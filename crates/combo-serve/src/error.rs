//! Error types for the combo server.
//!
//! All errors use thiserror for consistent error handling across the codebase.

use std::path::PathBuf;
use thiserror::Error;

/// Bitmask token decoding errors.
#[derive(Debug, Clone, PartialEq, Eq, Error)]
pub enum DecodeError {
    /// Token is empty or contains characters outside the radix-32 alphabet
    #[error("malformed token: {0:?}")]
    MalformedToken(String),

    /// Token decodes to a mask with no bits set
    #[error("empty selection")]
    EmptySelection,

    /// A set bit addresses an index the database does not define
    #[error("unknown index {0}")]
    UnknownIndex(usize),

    /// Mask references bits beyond the database index space
    #[error("index out of range: bit {bit} with {len} known indices")]
    IndexOutOfRange {
        /// Highest offending bit position
        bit: usize,
        /// Size of the database index space
        len: usize,
    },
}

/// URL shape errors for requests that look like a combo URL but are unusable.
#[derive(Debug, Clone, PartialEq, Eq, Error)]
pub enum ParseError {
    /// Combo list or token segment is empty
    #[error("empty combo segment in {0}")]
    EmptySegment(String),

    /// Percent-encoding could not be decoded as UTF-8
    #[error("invalid percent-encoding in {0}")]
    InvalidEncoding(String),
}

/// Index database errors.
#[derive(Debug, Error)]
pub enum DatabaseError {
    /// Failed to read the database file
    #[error("Failed to load database from {path}: {source}")]
    LoadFailed {
        /// Path to the database file
        path: PathBuf,
        /// Underlying I/O error
        #[source]
        source: std::io::Error,
    },

    /// Invalid JSON format in database file
    #[error("Invalid JSON in database file: {0}")]
    InvalidJson(#[from] serde_json::Error),

    /// Object key that is not a non-negative integer
    #[error("Invalid index key {0:?}")]
    InvalidIndex(String),

    /// Database file resolves outside the served root
    #[error("Database file outside root: {0}")]
    OutsideRoot(PathBuf),

    /// Token could not be decoded against the database
    #[error("Decode failed: {0}")]
    Decode(#[from] DecodeError),
}

/// Path validation errors.
#[derive(Debug, Error)]
pub enum CheckError {
    /// File does not exist
    #[error("File not found: {0}")]
    NotFound(PathBuf),

    /// Path exists but is not a regular file
    #[error("Not a regular file: {0}")]
    NotAFile(PathBuf),

    /// Path resolves outside the served root
    #[error("Path escapes root: {0}")]
    OutsideRoot(PathBuf),

    /// Other I/O failure while checking
    #[error("Failed to check {path}: {source}")]
    Io {
        /// Path being checked
        path: PathBuf,
        /// Underlying I/O error
        #[source]
        source: std::io::Error,
    },
}

/// Errors while gathering stats or streaming file content.
#[derive(Debug, Error)]
pub enum StreamError {
    /// File could not be stat'ed or opened
    #[error("Failed to open {path}: {source}")]
    Open {
        /// Path being opened
        path: PathBuf,
        /// Underlying I/O error
        #[source]
        source: std::io::Error,
    },

    /// Read failed mid-stream
    #[error("Failed to read {path}: {source}")]
    Read {
        /// Path being read
        path: PathBuf,
        /// Underlying I/O error
        #[source]
        source: std::io::Error,
    },

    /// File shrank between stat and read
    #[error("File {path} truncated: expected {expected} bytes, read {actual}")]
    Truncated {
        /// Path being read
        path: PathBuf,
        /// Size reported by stat
        expected: u64,
        /// Bytes actually available
        actual: u64,
    },

    /// Nothing to combine
    #[error("No files to combine")]
    Empty,
}

/// Failure of a matched combo request, after parsing succeeded.
#[derive(Debug, Error)]
pub enum ComboError {
    /// Path validation failed
    #[error(transparent)]
    Check(#[from] CheckError),

    /// Stats collection or streaming failed
    #[error(transparent)]
    Stream(#[from] StreamError),
}

/// Configuration-related errors.
#[derive(Debug, Error)]
pub enum ConfigError {
    /// Root directory is missing or not a directory
    #[error("Invalid root directory {path}: {reason}")]
    InvalidRoot {
        /// Configured root
        path: PathBuf,
        /// Reason for invalidity
        reason: String,
    },

    /// TLS configuration error
    #[error("TLS configuration error: {0}")]
    TlsConfig(String),

    /// Value outside its allowed range
    #[error("Invalid {field}: {reason}")]
    InvalidValue {
        /// Option name
        field: &'static str,
        /// Reason for invalidity
        reason: String,
    },
}

/// Server runtime errors.
#[derive(Debug, Error)]
pub enum ServerError {
    /// Failed to bind HTTP server
    #[error("Failed to bind HTTP server to {addr}: {source}")]
    HttpBindFailed {
        /// Address that failed to bind
        addr: std::net::SocketAddr,
        /// Underlying error
        #[source]
        source: std::io::Error,
    },

    /// Configuration error
    #[error("Configuration error: {0}")]
    Config(#[from] ConfigError),

    /// Server shutdown error
    #[error("Server shutdown error: {0}")]
    Shutdown(String),
}

#[cfg(test)]
mod tests {
    use super::*;

    #[test]
    fn test_decode_error_messages() {
        assert_eq!(DecodeError::EmptySelection.to_string(), "empty selection");
        assert_eq!(DecodeError::UnknownIndex(4).to_string(), "unknown index 4");
        let err = DecodeError::IndexOutOfRange { bit: 10, len: 10 };
        assert!(err.to_string().starts_with("index out of range"));
        let err = DecodeError::MalformedToken("&^%".to_string());
        assert!(err.to_string().starts_with("malformed token"));
    }

    #[test]
    fn test_combo_error_conversion() {
        let check_err = CheckError::NotFound(PathBuf::from("/srv/a.js"));
        let err: ComboError = check_err.into();
        assert!(matches!(err, ComboError::Check(CheckError::NotFound(_))));
        assert_eq!(err.to_string(), "File not found: /srv/a.js");
    }

    #[test]
    fn test_database_error_from_decode() {
        let err: DatabaseError = DecodeError::EmptySelection.into();
        assert!(err.to_string().contains("empty selection"));
    }
}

▸ **Required work**: Return a copy of each line of the material that holds the word "validation".

▸ **Reply to the exercise**:
/// Path validation errors.
    /// Path validation failed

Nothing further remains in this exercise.